The answer must consist of every line below that holds the word "specific".

» **Exercise data**:

# # # #

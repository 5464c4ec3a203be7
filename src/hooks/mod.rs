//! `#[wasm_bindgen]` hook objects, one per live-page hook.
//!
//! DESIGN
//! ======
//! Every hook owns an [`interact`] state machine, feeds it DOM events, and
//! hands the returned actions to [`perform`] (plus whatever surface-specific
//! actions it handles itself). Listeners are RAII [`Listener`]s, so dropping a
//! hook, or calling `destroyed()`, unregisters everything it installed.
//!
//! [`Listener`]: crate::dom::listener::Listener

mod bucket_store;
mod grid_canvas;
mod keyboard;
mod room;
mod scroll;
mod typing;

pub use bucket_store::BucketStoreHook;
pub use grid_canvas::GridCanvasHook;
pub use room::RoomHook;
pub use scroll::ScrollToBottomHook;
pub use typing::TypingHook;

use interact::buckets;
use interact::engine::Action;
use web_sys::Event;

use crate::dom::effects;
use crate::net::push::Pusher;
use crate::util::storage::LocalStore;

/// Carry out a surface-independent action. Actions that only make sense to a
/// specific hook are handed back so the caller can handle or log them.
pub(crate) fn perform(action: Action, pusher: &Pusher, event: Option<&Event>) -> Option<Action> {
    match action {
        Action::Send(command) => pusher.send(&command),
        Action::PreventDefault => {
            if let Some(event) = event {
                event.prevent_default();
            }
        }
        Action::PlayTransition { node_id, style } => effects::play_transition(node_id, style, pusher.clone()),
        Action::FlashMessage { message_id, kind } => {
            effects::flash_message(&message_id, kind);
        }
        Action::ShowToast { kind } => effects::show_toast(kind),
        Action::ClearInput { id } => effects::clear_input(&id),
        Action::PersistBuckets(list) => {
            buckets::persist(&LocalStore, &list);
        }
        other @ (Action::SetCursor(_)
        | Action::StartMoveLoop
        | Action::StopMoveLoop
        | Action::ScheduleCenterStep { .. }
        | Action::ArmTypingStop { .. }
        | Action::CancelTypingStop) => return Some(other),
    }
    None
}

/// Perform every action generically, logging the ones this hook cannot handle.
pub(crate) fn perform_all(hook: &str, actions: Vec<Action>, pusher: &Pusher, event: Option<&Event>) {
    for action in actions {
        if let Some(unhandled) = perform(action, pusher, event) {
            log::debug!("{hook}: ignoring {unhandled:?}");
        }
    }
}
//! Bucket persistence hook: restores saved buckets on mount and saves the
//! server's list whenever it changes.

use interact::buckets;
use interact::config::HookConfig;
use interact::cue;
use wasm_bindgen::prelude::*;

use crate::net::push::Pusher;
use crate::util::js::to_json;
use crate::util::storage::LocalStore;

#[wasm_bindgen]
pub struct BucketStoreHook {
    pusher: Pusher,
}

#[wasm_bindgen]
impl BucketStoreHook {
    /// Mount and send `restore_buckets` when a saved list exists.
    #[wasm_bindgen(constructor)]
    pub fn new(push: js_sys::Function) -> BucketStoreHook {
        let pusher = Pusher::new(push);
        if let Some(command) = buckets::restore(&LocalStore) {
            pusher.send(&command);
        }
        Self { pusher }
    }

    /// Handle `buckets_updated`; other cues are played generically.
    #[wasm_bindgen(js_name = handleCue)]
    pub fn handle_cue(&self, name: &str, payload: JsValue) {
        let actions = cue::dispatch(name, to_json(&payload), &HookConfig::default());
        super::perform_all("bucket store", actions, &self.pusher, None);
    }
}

# # # #

» **Exercise output**:
//! hands the returned actions to [`perform`] (plus whatever surface-specific
/// specific hook are handed back so the caller can handle or log them.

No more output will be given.